• TASK REQUIREMENTS
Print, exactly and completely, the data that appears below.

• Collected data
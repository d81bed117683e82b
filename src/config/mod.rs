//! Configuration management for the seeder.
//!
//! # Overview
//!
//! The seeder reads a single TOML file (`seed.toml` by default) with support for:
//! - Environment variable substitution (`${VAR_NAME}`)
//! - `SEED_<SECTION>_<KEY>` overrides applied after parsing
//! - Default values for every tuning knob
//! - Validation before anything touches the store
//!
//! # Example Configuration
//!
//! ```toml
//! database_target = "postgresql"
//!
//! [application]
//! log_level = "info"
//!
//! [postgresql]
//! connection_string = "${SEED_DATABASE_URL}"
//! max_connections = 10
//!
//! [sources]
//! programs_path = "data/programs.json"
//! unit_groups_path = "data/unit_groups.json"
//! outlooks_path = "data/outlooks.csv"
//!
//! [seed]
//! batch_size = 50
//! parallel_groups = 4
//! inter_batch_delay_ms = 100
//!
//! [retry]
//! max_retries = 3
//! base_delay_ms = 500
//! ```

pub mod loader;
pub mod schema;
pub mod secret;

pub use loader::{load_config, parse_config};
pub use schema::{
    ApplicationConfig, DatabaseTarget, EntityToggles, LoggingConfig, PostgreSQLConfig,
    RetryConfig, SeedConfig, SeederConfig, SourcesConfig, StateConfig,
};
pub use secret::{secret_string, SecretString, SecretValue};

• EXERCISE ANSWER
repository d81bed117683e82b
filename src/config/mod.rs
//! Configuration management for the seeder.
//!
//! # Overview
//!
//! The seeder reads a single TOML file (`seed.toml` by default) with support for:
//! - Environment variable substitution (`${VAR_NAME}`)
//! - `SEED_<SECTION>_<KEY>` overrides applied after parsing
//! - Default values for every tuning knob
//! - Validation before anything touches the store
//!
//! # Example Configuration
//!
//! ```toml
//! database_target = "postgresql"
//!
//! [application]
//! log_level = "info"
//!
//! [postgresql]
//! connection_string = "${SEED_DATABASE_URL}"
//! max_connections = 10
//!
//! [sources]
//! programs_path = "data/programs.json"
//! unit_groups_path = "data/unit_groups.json"
//! outlooks_path = "data/outlooks.csv"
//!
//! [seed]
//! batch_size = 50
//! parallel_groups = 4
//! inter_batch_delay_ms = 100
//!
//! [retry]
//! max_retries = 3
//! base_delay_ms = 500
//! ```

pub mod loader;
pub mod schema;
pub mod secret;

pub use loader::{load_config, parse_config};
pub use schema::{
    ApplicationConfig, DatabaseTarget, EntityToggles, LoggingConfig, PostgreSQLConfig,
    RetryConfig, SeedConfig, SeederConfig, SourcesConfig, StateConfig,
};
pub use secret::{secret_string, SecretString, SecretValue};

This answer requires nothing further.